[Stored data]
::::

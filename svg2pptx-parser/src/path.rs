// This Source Code Form is subject to the terms of the Mozilla Public
// License, v. 2.0. If a copy of the MPL was not distributed with this
// file, You can obtain one at http://mozilla.org/MPL/2.0/.

use svg2pptx_ir::{PathData, Point, Segment};

/// A path data parsing error.
///
/// Fatal to the offending element only; the caller skips the element
/// and continues.
#[derive(Clone, Debug)]
pub struct PathParseError {
    /// Byte offset into the `d` attribute, when known.
    pub offset: usize,
    /// A human readable message.
    pub message: String,
}

impl std::fmt::Display for PathParseError {
    fn fmt(&self, f: &mut std::fmt::Formatter) -> std::fmt::Result {
        write!(f, "{} at byte {}", self.message, self.offset)
    }
}

impl std::error::Error for PathParseError {}

impl From<svgtypes::Error> for PathParseError {
    fn from(e: svgtypes::Error) -> Self {
        let offset = match e {
            svgtypes::Error::UnexpectedData(pos) => pos,
            svgtypes::Error::InvalidNumber(pos) => pos,
            svgtypes::Error::InvalidChar(_, pos) => pos,
            svgtypes::Error::InvalidString(_, pos) => pos,
            _ => 0,
        };

        PathParseError {
            offset,
            message: e.to_string(),
        }
    }
}

/// Parses SVG path data into absolute segments.
///
/// The token grammar is handled by `svgtypes`; this function owns the
/// current-point discipline, relative-to-absolute conversion, smooth
/// control reflection and the quadratic-to-cubic promotion. Arcs are
/// kept symbolic.
///
/// An empty `d` produces an empty path, which is not an error.
pub fn parse_path(text: &str) -> Result<PathData, PathParseError> {
    let mut path = PathData::new();

    // Previous MoveTo coordinates.
    let mut prev_mx = 0.0;
    let mut prev_my = 0.0;

    // Previous SmoothQuadratic control.
    let mut prev_tx = 0.0;
    let mut prev_ty = 0.0;

    // Previous coordinates.
    let mut prev_x = 0.0;
    let mut prev_y = 0.0;

    let mut after_close = false;

    let mut prev_seg = svgtypes::PathSegment::MoveTo {
        abs: true,
        x: 0.0,
        y: 0.0,
    };

    for segment in svgtypes::PathParser::from(text) {
        let segment = segment?;

        match segment {
            svgtypes::PathSegment::MoveTo { abs, mut x, mut y } => {
                if !abs {
                    // A relative `m` after `z` is relative to the closed
                    // subpath's start, not to the last segment end.
                    if after_close {
                        x += prev_mx;
                        y += prev_my;
                    } else {
                        x += prev_x;
                        y += prev_y;
                    }
                }

                prev_x = x;
                prev_y = y;
                prev_mx = x;
                prev_my = y;
                after_close = false;
                prev_seg = segment;
            }
            svgtypes::PathSegment::LineTo { abs, mut x, mut y } => {
                if !abs {
                    x += prev_x;
                    y += prev_y;
                }

                path.segments.push(Segment::Line {
                    start: Point::new(prev_x, prev_y),
                    end: Point::new(x, y),
                });
                prev_x = x;
                prev_y = y;
                after_close = false;
                prev_seg = segment;
            }
            svgtypes::PathSegment::HorizontalLineTo { abs, mut x } => {
                if !abs {
                    x += prev_x;
                }

                path.segments.push(Segment::Line {
                    start: Point::new(prev_x, prev_y),
                    end: Point::new(x, prev_y),
                });
                prev_x = x;
                after_close = false;
                prev_seg = segment;
            }
            svgtypes::PathSegment::VerticalLineTo { abs, mut y } => {
                if !abs {
                    y += prev_y;
                }

                path.segments.push(Segment::Line {
                    start: Point::new(prev_x, prev_y),
                    end: Point::new(prev_x, y),
                });
                prev_y = y;
                after_close = false;
                prev_seg = segment;
            }
            svgtypes::PathSegment::CurveTo {
                abs,
                mut x1,
                mut y1,
                mut x2,
                mut y2,
                mut x,
                mut y,
            } => {
                if !abs {
                    x1 += prev_x;
                    y1 += prev_y;
                    x2 += prev_x;
                    y2 += prev_y;
                    x += prev_x;
                    y += prev_y;
                }

                path.segments.push(Segment::Cubic {
                    start: Point::new(prev_x, prev_y),
                    c1: Point::new(x1, y1),
                    c2: Point::new(x2, y2),
                    end: Point::new(x, y),
                });
                prev_x = x;
                prev_y = y;
                after_close = false;

                // Remember as absolute.
                prev_seg = svgtypes::PathSegment::CurveTo {
                    abs: true,
                    x1,
                    y1,
                    x2,
                    y2,
                    x,
                    y,
                };
            }
            svgtypes::PathSegment::SmoothCurveTo {
                abs,
                mut x2,
                mut y2,
                mut x,
                mut y,
            } => {
                // A smooth curve mirrors the previous cubic's trailing
                // control across the current point; without a preceding
                // cubic the control collapses onto the current point.
                let (x1, y1) = match prev_seg {
                    svgtypes::PathSegment::CurveTo { x2, y2, x, y, .. }
                    | svgtypes::PathSegment::SmoothCurveTo { x2, y2, x, y, .. } => {
                        (x * 2.0 - x2, y * 2.0 - y2)
                    }
                    _ => (prev_x, prev_y),
                };

                if !abs {
                    x2 += prev_x;
                    y2 += prev_y;
                    x += prev_x;
                    y += prev_y;
                }

                path.segments.push(Segment::Cubic {
                    start: Point::new(prev_x, prev_y),
                    c1: Point::new(x1, y1),
                    c2: Point::new(x2, y2),
                    end: Point::new(x, y),
                });
                prev_x = x;
                prev_y = y;
                after_close = false;

                // Remember as absolute.
                prev_seg = svgtypes::PathSegment::SmoothCurveTo {
                    abs: true,
                    x2,
                    y2,
                    x,
                    y,
                };
            }
            svgtypes::PathSegment::Quadratic {
                abs,
                mut x1,
                mut y1,
                mut x,
                mut y,
            } => {
                if !abs {
                    x1 += prev_x;
                    y1 += prev_y;
                    x += prev_x;
                    y += prev_y;
                }

                push_quad(&mut path, prev_x, prev_y, x1, y1, x, y);
                prev_x = x;
                prev_y = y;
                after_close = false;

                // Remember as absolute.
                prev_seg = svgtypes::PathSegment::Quadratic {
                    abs: true,
                    x1,
                    y1,
                    x,
                    y,
                };
            }
            svgtypes::PathSegment::SmoothQuadratic { abs, mut x, mut y } => {
                // Same mirroring rule as `S`, but against the previous
                // quadratic's single control.
                let (x1, y1) = match prev_seg {
                    svgtypes::PathSegment::Quadratic { x1, y1, x, y, .. } => {
                        (x * 2.0 - x1, y * 2.0 - y1)
                    }
                    svgtypes::PathSegment::SmoothQuadratic { x, y, .. } => {
                        (x * 2.0 - prev_tx, y * 2.0 - prev_ty)
                    }
                    _ => (prev_x, prev_y),
                };

                prev_tx = x1;
                prev_ty = y1;

                if !abs {
                    x += prev_x;
                    y += prev_y;
                }

                push_quad(&mut path, prev_x, prev_y, x1, y1, x, y);
                prev_x = x;
                prev_y = y;
                after_close = false;

                // Remember as absolute.
                prev_seg = svgtypes::PathSegment::SmoothQuadratic { abs: true, x, y };
            }
            svgtypes::PathSegment::EllipticalArc {
                abs,
                rx,
                ry,
                x_axis_rotation,
                large_arc,
                sweep,
                mut x,
                mut y,
            } => {
                if !abs {
                    x += prev_x;
                    y += prev_y;
                }

                path.segments.push(Segment::Arc {
                    start: Point::new(prev_x, prev_y),
                    rx,
                    ry,
                    x_axis_rotation,
                    large_arc,
                    sweep,
                    end: Point::new(x, y),
                });
                prev_x = x;
                prev_y = y;
                after_close = false;
                prev_seg = segment;
            }
            svgtypes::PathSegment::ClosePath { .. } => {
                // ClosePath returns the current point to the subpath start.
                path.closed = true;
                prev_x = prev_mx;
                prev_y = prev_my;
                after_close = true;
                prev_seg = segment;
            }
        }
    }

    path.shrink_to_fit();
    Ok(path)
}

/// Promotes a quadratic curve to a cubic one.
fn push_quad(path: &mut PathData, px: f64, py: f64, x1: f64, y1: f64, x: f64, y: f64) {
    #[inline]
    fn calc(n1: f64, n2: f64) -> f64 {
        n1 + 2.0 / 3.0 * (n2 - n1)
    }

    path.segments.push(Segment::Cubic {
        start: Point::new(px, py),
        c1: Point::new(calc(px, x1), calc(py, y1)),
        c2: Point::new(calc(x, x1), calc(y, y1)),
        end: Point::new(x, y),
    });
}

#[cfg(test)]
mod tests {
    use super::*;

    #[test]
    fn empty_path() {
        let path = parse_path("").unwrap();
        assert!(path.is_empty());
        assert!(!path.closed);
    }

    #[test]
    fn absolute_lines() {
        let path = parse_path("M 10 10 L 20 10 V 20 H 10 Z").unwrap();
        assert_eq!(path.len(), 3);
        assert!(path.closed);
        assert_eq!(path.segments[0].start(), Point::new(10.0, 10.0));
        assert_eq!(path.segments[2].end(), Point::new(10.0, 20.0));
    }

    #[test]
    fn relative_commands() {
        let path = parse_path("m 10 10 l 10 0 l 0 10").unwrap();
        assert_eq!(path.segments[1].end(), Point::new(20.0, 20.0));
    }

    #[test]
    fn move_after_close_is_relative_to_subpath_start() {
        let path = parse_path("M 10 10 L 20 10 Z m 5 5 l 1 0").unwrap();
        let last = path.segments.last().unwrap();
        assert_eq!(last.start(), Point::new(15.0, 15.0));
    }

    #[test]
    fn implicit_lineto_after_moveto() {
        // Trailing coordinates after `M` continue as `L`.
        let path = parse_path("M 0 0 10 0 10 10").unwrap();
        assert_eq!(path.len(), 2);
        assert!(matches!(path.segments[0], Segment::Line { .. }));
    }

    #[test]
    fn smooth_cubic_reflection() {
        let path = parse_path("M 0 0 C 0 10 10 10 10 0 S 20 -10 20 0").unwrap();
        if let Segment::Cubic { c1, .. } = path.segments[1] {
            // Reflection of (10, 10) about (10, 0).
            assert_eq!(c1, Point::new(10.0, -10.0));
        } else {
            panic!("expected a cubic");
        }
    }

    #[test]
    fn smooth_without_previous_curve() {
        let path = parse_path("M 5 5 S 20 10 20 0").unwrap();
        if let Segment::Cubic { c1, .. } = path.segments[0] {
            assert_eq!(c1, Point::new(5.0, 5.0));
        } else {
            panic!("expected a cubic");
        }
    }

    #[test]
    fn quadratic_promotion() {
        let path = parse_path("M 0 0 Q 15 30 30 0").unwrap();
        if let Segment::Cubic { c1, c2, end, .. } = path.segments[0] {
            assert_eq!(c1, Point::new(10.0, 20.0));
            assert_eq!(c2, Point::new(20.0, 20.0));
            assert_eq!(end, Point::new(30.0, 0.0));
        } else {
            panic!("expected a cubic");
        }
    }

    #[test]
    fn arc_stays_symbolic() {
        let path = parse_path("M 20 50 A 50 30 0 0 1 120 50").unwrap();
        assert_eq!(path.len(), 1);
        assert!(matches!(path.segments[0], Segment::Arc { .. }));
    }

    #[test]
    fn invalid_data_reports_offset() {
        let err = parse_path("M 10 10 L foo").unwrap_err();
        assert!(err.offset > 0);
    }

    #[test]
    fn adversarial_input_does_not_panic() {
        for text in ["M", "M 1", "L 1 1", "M 1 1 C 1", "zzz", "M1-2e", "M 0 0 A 1"] {
            let _ = parse_path(text);
        }
    }
}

::::

▶ Prompt:
Return a copy of each line in the entries that carries the string "calc".

▶ Task solution:
    fn calc(n1: f64, n2: f64) -> f64 {
        c1: Point::new(calc(px, x1), calc(py, y1)),
        c2: Point::new(calc(x, x1), calc(y, y1)),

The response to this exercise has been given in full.